Taiwan en est l’exemple. Contrairement au ‘Taiwan libre’ du discours de Washington, de plus en plus de pays asiatiques respectueux du point de vue chinois, considèrent que cette province est renégate, réduisent leurs liens bilatérales avec Taiwan. La position des États-Unis n’est que parler creux, tandis que les relations des autres pays sont établies sur des exigences économiques matérielles. Et respecter la sensibilité de Pékin est pour eux un choix avisé.

Un récent article du New York Times a très bien illustré l’évolution des contours de l’ordre économique mondial. Il confirme ce que bien d’autres observent, à savoir que la Chine est en passe de supplanter les États-Unis à la première place de l’économie mondiale. Dans les années 1980, d’après le New York Times, près de 75% de la population chinoise était dans l’extrême pauvreté. De nos jours, moins de 1% est dans cette situation. Pour les États-Unis, la trajectoire est l’inverse, de plus en plus de gens subissant le manque.

Les projets économiques stratégiques chinois, l’initiative One Belt One Road, qui vise à intégrer le développement régional sous sa direction et avec ses finances, ont déjà créé un ordre mondial analogue à celui du capital étasunien des décennies de l’après-guerre.

Des spécialistes et des politiciens étasuniens, le vice-président Mike Pence, par exemple, peuvent bien dénigrer les mesures économiques chinoises en disant qu’elles créent le ‘piège de l’endettement’ des autres pays.
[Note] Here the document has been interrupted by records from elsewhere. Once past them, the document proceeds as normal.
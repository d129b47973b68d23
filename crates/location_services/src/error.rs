//! Location services error types

use thiserror::Error;

/// Errors raised by the HTTP transport
#[derive(Debug, Clone, Error)]
pub enum TransportError {
    /// Connection to the service failed
    #[error("Connection failed: {0}")]
    ConnectionFailed(String),

    /// Request timeout
    #[error("Request timed out after {timeout_secs} seconds")]
    Timeout {
        /// The timeout duration in seconds
        timeout_secs: u64,
    },

    /// Non-success HTTP status
    #[error("HTTP {status}: {message}")]
    Http {
        /// HTTP status code
        status: u16,
        /// Status text or response body excerpt
        message: String,
    },

    /// The service answered with an error payload
    #[error("Service error {code}: {message}")]
    Service {
        /// Error code reported by the service
        code: i64,
        /// Error message reported by the service
        message: String,
    },

    /// Failed to decode the response body
    #[error("Parse error: {0}")]
    ParseError(String),

    /// The request could not be built
    #[error("Invalid request: {0}")]
    InvalidRequest(String),
}

impl TransportError {
    /// Returns true if a caller may reasonably retry the request
    #[must_use]
    pub const fn is_retryable(&self) -> bool {
        match self {
            Self::ConnectionFailed(_) | Self::Timeout { .. } => true,
            Self::Http { status, .. } => *status == 429 || *status >= 500,
            Self::Service { code, .. } => *code == 429 || *code >= 500,
            Self::ParseError(_) | Self::InvalidRequest(_) => false,
        }
    }

    /// Status code carried by the error, if any
    #[must_use]
    pub fn status(&self) -> Option<u16> {
        match self {
            Self::Http { status, .. } => Some(*status),
            Self::Service { code, .. } => u16::try_from(*code).ok(),
            _ => None,
        }
    }
}

/// Failure to obtain an application access token
#[derive(Debug, Clone, Error)]
#[error("Authentication failed: {reason}")]
pub struct AuthError {
    /// Human-readable reason
    pub reason: String,
    /// Underlying transport failure, if the token request was sent
    #[source]
    pub cause: Option<TransportError>,
}

impl AuthError {
    /// Create an error caused by a failed token request
    #[must_use]
    pub fn from_transport(cause: TransportError) -> Self {
        Self {
            reason: cause.to_string(),
            cause: Some(cause),
        }
    }

    /// Create an error that did not come from the transport
    pub fn new(reason: impl Into<String>) -> Self {
        Self {
            reason: reason.into(),
            cause: None,
        }
    }
}

/// Errors from geocoding and place search
#[derive(Debug, Error)]
pub enum GeocodeError {
    /// The search request failed
    #[error("Geocoding request failed: {0}")]
    Transport(#[from] TransportError),

    /// The response did not have the expected shape
    #[error("Geocoding parse error: {0}")]
    ParseError(String),
}

/// Errors from route solving
#[derive(Debug, Error)]
pub enum RouteError {
    /// No valid credential could be obtained
    #[error("Routing not authorized: {0}")]
    Auth(#[from] AuthError),

    /// The routing request failed
    #[error("Routing request failed: {0}")]
    Transport(#[from] TransportError),

    /// The service returned no route for the stops
    #[error("No route found for {stops} stops")]
    NoRouteFound {
        /// Number of stops in the request
        stops: usize,
    },

    /// The response did not have the expected shape
    #[error("Routing parse error: {0}")]
    ParseError(String),
}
Mais la réalité est que ces autres pays sont attirés par le leadership dynamique de la Chine.

La vision du développement économique de Pékin est plus éclairée et viable que celle des Étasuniens et des Européens. Le leitmotiv de la Chine et de la Russie repose essentiellement sur le développement multipolaire et le partenariat mutuel. L’économie mondiale ne fait pas que passer d’un pays hégémonique – les États-Unis – vers un autre tyran impérial – la Chine.

Fait paraissant incontournable, les jours de l’empire étasunien sont révolus. Sa vigueur capitaliste s’est dissipée il y a plusieurs décennies. Régnant dans les relations entre Washington et Pékin, l’agitation et la rancœur sont le fait de la classe dirigeante étasunienne, qui voudrait recréer le rêve de son ancien dynamisme. Washington veut que la Chine sacrifie son développement pour, d’une façon ou d’une autre, relancer la société étasunienne. Cela n’arrivera pas.

Ça ne veut pas dire que la société étasunienne ne pourra jamais se régénérer. Elle le pourrait, tout comme l’Europe. Mais cela exige de restructurer le système économique en faisant revivre la démocratie. Le ‘bon vieux temps’ du capitalisme est mort. L’empire étasunien, comme les empires européens, est obsolète.

Voilà, passé sous silence, le sujet numéro 1 de l’ordre du jour au sommet du G20. Bye bye l’empire étasunien.

Ce que les États-Unis doivent faire, c’est se régénérer en réinventant l’ordre économique social, basé sur le développement démocratique, au lieu du profit privé d’une minorité d’apparatchiks capitalistes.

S’ils ne le font pas, la vaine alternative sera l’échec des dirigeants politiques étasuniens qui tentent de forcer la Chine, et d’autres, à payer leur avenir. Cela ne mène qu’à la guerre.